Our study has several limitations. First, pharmacy-based naloxone access does not equate to uptake by PWUIO and potential bystanders. One potential barrier to uptake is the need to provide identifying information, which was requested at four out of five purchase attempts. Our protocol required purchasers to provide personal information to the pharmacy; real or perceived stigma against PWUIO and those associated with them might contribute to unwillingness to provide this information. Second, our findings cannot be generalized to other states, particularly where focused efforts promoting standing order implementation have not been undertaken. Third, our bystander and PWUIO purchase efforts were undertaken sequentially rather than concurrently due to administrative challenges; this resulted in PWUIO purchase attempts being conducted after new rules were implemented requiring all pharmacies to stock naloxone. This had the potential to influence our study results, since the likelihood of pharmacies having naloxone in stock may have been higher during the PWUIO portion of the study. Nonetheless, high levels of access were documented in both groups with no significant difference in outcomes. Fourth, up to $150 was provided for each purchase which largely eliminated any cost barriers faced by purchasers. Further study is needed to understand the roles of naloxone cost, insurance, and co-pays as barriers and facilitators to naloxone uptake. Finally, our study was conducted during a dynamic period in Massachusetts in which standing order and naloxone inventory requirements were rapidly evolving to optimize naloxone access. Accordingly, it may be challenging to compare findings from our study to others conducted in Massachusetts during different time periods, and the unique nature of Massachusetts naloxone requirements limits the generalizability of our findings to other states.

Conclusion

This study provides the most rigorous assessment to date of naloxone access under a statewide standing order initiative. The high level of pharmacy access suggests that Massachusetts may serve as a model for states seeking to expand naloxone access in this setting.

Key Points.

Background:

  • Expanding naloxone access is critical for reducing opioid overdose deaths. Pharmacies can play a key role in expanding naloxone distribution under standing order programs.

  • Massachusetts was among the first states to establish a standing order program. Studies of naloxone access in Massachusetts generated varying results and all have relied on pharmacy self-report.

  • We employed a unique purchase trial methodology to ascertain a valid measure of pharmacy naloxone access in Massachusetts for two high priority groups: 1) persons who use illicit opioids (PWUIO), and 2) non-opioid using potential “bystanders.” We generated a random stratified sample of 200 pharmacies, which were each visited by a purchaser from each group. Based on prior research, we hypothesized that PWUIO would have lower access to pharmacy-based naloxone than bystanders despite using the same purchase protocol.

Findings:

  • Overall, 81% of purchase attempts were successful and naloxone was equally accessible to PWUIO and bystanders. Chains were significantly more likely to sell naloxone than independent pharmacies.

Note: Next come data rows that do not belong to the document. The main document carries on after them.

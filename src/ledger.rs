// src/ledger.rs

//! Installed-package ledger
//!
//! The ledger is a text file: one header line, then one
//! `<name> <archive> <status>` line per installed package, sorted by name.
//!
//! ```text
//! INSTALLED.DB 3
//! bash bash-5.2.21-1.tar.xz 0
//! coreutils coreutils-9.0-1.tar.xz 0
//! ```

use crate::error::{Error, Result};
use std::fs;
use std::io::Write;
use std::path::{Path, PathBuf};
use tempfile::NamedTempFile;
use tracing::{debug, info, warn};

/// Header written into a freshly created ledger
pub const LEDGER_HEADER: &str = "INSTALLED.DB 3";

const HEADER_MAGIC: &str = "INSTALLED.DB";

/// One installed package
#[derive(Debug, Clone, PartialEq, Eq)]
pub struct LedgerEntry {
    pub name: String,
    pub archive: String,
    pub status: u32,
}

impl LedgerEntry {
    pub fn new(name: impl Into<String>, archive: impl Into<String>) -> Self {
        Self {
            name: name.into(),
            archive: archive.into(),
            status: 0,
        }
    }
}

/// In-memory ledger, kept sorted by package name
#[derive(Debug, Clone, PartialEq, Eq)]
pub struct InstalledLedger {
    header: String,
    entries: Vec<LedgerEntry>,
}

impl Default for InstalledLedger {
    fn default() -> Self {
        Self {
            header: LEDGER_HEADER.to_string(),
            entries: Vec::new(),
        }
    }
}

impl InstalledLedger {
    /// Parse ledger text
    ///
    /// An empty file gets the current header. A file whose first line is
    /// not an `INSTALLED.DB` header is read as headerless, so that line is
    /// kept as an entry.
    pub fn parse(text: &str) -> Result<Self> {
        let mut lines = text.lines().enumerate().peekable();
        let first = lines.peek().map(|(_, line)| line.trim_end().to_string());
        let header = match first {
            Some(line) if line.starts_with(HEADER_MAGIC) => {
                lines.next();
                line
            }
            Some(line) if !line.trim().is_empty() => {
                warn!("Ledger has no header, assuming {:?}", LEDGER_HEADER);
                LEDGER_HEADER.to_string()
            }
            _ => LEDGER_HEADER.to_string(),
        };
        let mut entries = Vec::new();

        for (number, line) in lines {
            if line.trim().is_empty() {
                continue;
            }
            let mut tokens = line.split_whitespace();
            let (Some(name), Some(archive)) = (tokens.next(), tokens.next()) else {
                return Err(Error::ParseError(format!(
                    "Malformed ledger line {}: {:?}",
                    number + 1,
                    line
                )));
            };
            let status = tokens.next().and_then(|s| s.parse().ok()).unwrap_or(0);
            entries.push(LedgerEntry {
                name: name.to_string(),
                archive: archive.to_string(),
                status,
            });
        }

        entries.sort_by(|a, b| a.name.cmp(&b.name));
        entries.dedup_by(|later, earlier| later.name == earlier.name);
        Ok(Self { header, entries })
    }

    pub fn render(&self) -> String {
        let mut out = String::new();
        out.push_str(&self.header);
        out.push('\n');
        for entry in &self.entries {
            out.push_str(&format!("{} {} {}\n", entry.name, entry.archive, entry.status));
        }
        out
    }

    pub fn entries(&self) -> &[LedgerEntry] {
        &self.entries
    }

    pub fn get(&self, name: &str) -> Option<&LedgerEntry> {
        self.position(name).ok().map(|i| &self.entries[i])
    }

    pub fn contains(&self, name: &str) -> bool {
        self.position(name).is_ok()
    }

    /// Insert in sorted position, replacing an entry of the same name
    pub fn insert(&mut self, entry: LedgerEntry) {
        match self.position(&entry.name) {
            Ok(i) => self.entries[i] = entry,
            Err(i) => self.entries.insert(i, entry),
        }
    }

    /// Remove exactly the entry named `name`
    pub fn remove(&mut self, name: &str) -> Option<LedgerEntry> {
        self.position(name).ok().map(|i| self.entries.remove(i))
    }

    pub fn len(&self) -> usize {
        self.entries.len()
    }

    pub fn is_empty(&self) -> bool {
        self.entries.is_empty()
    }

    fn position(&self, name: &str) -> std::result::Result<usize, usize> {
        self.entries
            .binary_search_by(|e| e.name.as_str().cmp(name))
    }
}

/// Ledger file with backup-before-write semantics
#[derive(Debug, Clone)]
pub struct LedgerStore {
    path: PathBuf,
}

impl LedgerStore {
    pub fn new(path: impl Into<PathBuf>) -> Self {
        Self { path: path.into() }
    }

    pub fn path(&self) -> &Path {
        &self.path
    }

    /// Copy of the ledger taken before the most recent rewrite
    pub fn backup_path(&self) -> PathBuf {
        let mut name = self.path.as_os_str().to_owned();
        name.push(".bak");
        PathBuf::from(name)
    }

    /// Create an empty ledger if none exists
    pub fn init(&self) -> Result<bool> {
        if self.path.exists() {
            return Ok(false);
        }
        self.write(&InstalledLedger::default())?;
        info!("Created ledger {}", self.path.display());
        Ok(true)
    }

    /// Load the ledger; a missing file is an empty ledger
    pub fn load(&self) -> Result<InstalledLedger> {
        if !self.path.exists() {
            return Ok(InstalledLedger::default());
        }
        InstalledLedger::parse(&fs::read_to_string(&self.path)?)
    }

    /// Back up the current file, then atomically replace it
    pub fn save(&self, ledger: &InstalledLedger) -> Result<()> {
        if self.path.exists() {
            fs::copy(&self.path, self.backup_path())?;
        }
        self.write(ledger)?;
        debug!("Saved ledger with {} entries", ledger.len());
        Ok(())
    }

    fn write(&self, ledger: &InstalledLedger) -> Result<()> {
        let dir = self.path.parent().unwrap_or_else(|| Path::new("."));
        fs::create_dir_all(dir)?;

        let mut temp = NamedTempFile::new_in(dir)?;
        temp.write_all(ledger.render().as_bytes())?;
        temp.as_file().sync_all()?;
        temp.persist(&self.path).map_err(|e| Error::Io(e.error))?;
        Ok(())
    }

    /// Insert one entry and save
    pub fn insert(&self, entry: LedgerEntry) -> Result<()> {
        let mut ledger = self.load()?;
        ledger.insert(entry);
        self.save(&ledger)
    }

    /// Remove one entry and save; returns whether it was present
    pub fn remove(&self, name: &str) -> Result<bool> {
        let mut ledger = self.load()?;
        if ledger.remove(name).is_none() {
            return Ok(false);
        }
        self.save(&ledger)?;
        Ok(true)
    }
}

  • State-mandated verbal counseling was provided in 40% of completed purchases. Bystanders were significantly more likely than PWUIO to receive counseling and independent pharmacies were more likely than chains to provide counseling.

  • We documented high naloxone availability under the Massachusetts standing order program, noting some remaining areas for improvement. Massachusetts may serve as a model for other states seeking to expand pharmacy-based naloxone access.

Acknowledgments

Funding/Support: This study was funded by the National Institute on Drug Abuse (5R01DA040807).

Previous presentation: Preliminary results from this analysis were reported as a poster presentation at the 81st Annual Meeting of the College on Problems of Drug Dependence, San Antonio, Texas, June 2019.

Footnotes

Disclosures: Dr. Walley is the medical director of the Massachusetts Department of Public Health’s Opioid Overdose Prevention Program and he is the signer of the statewide standing order.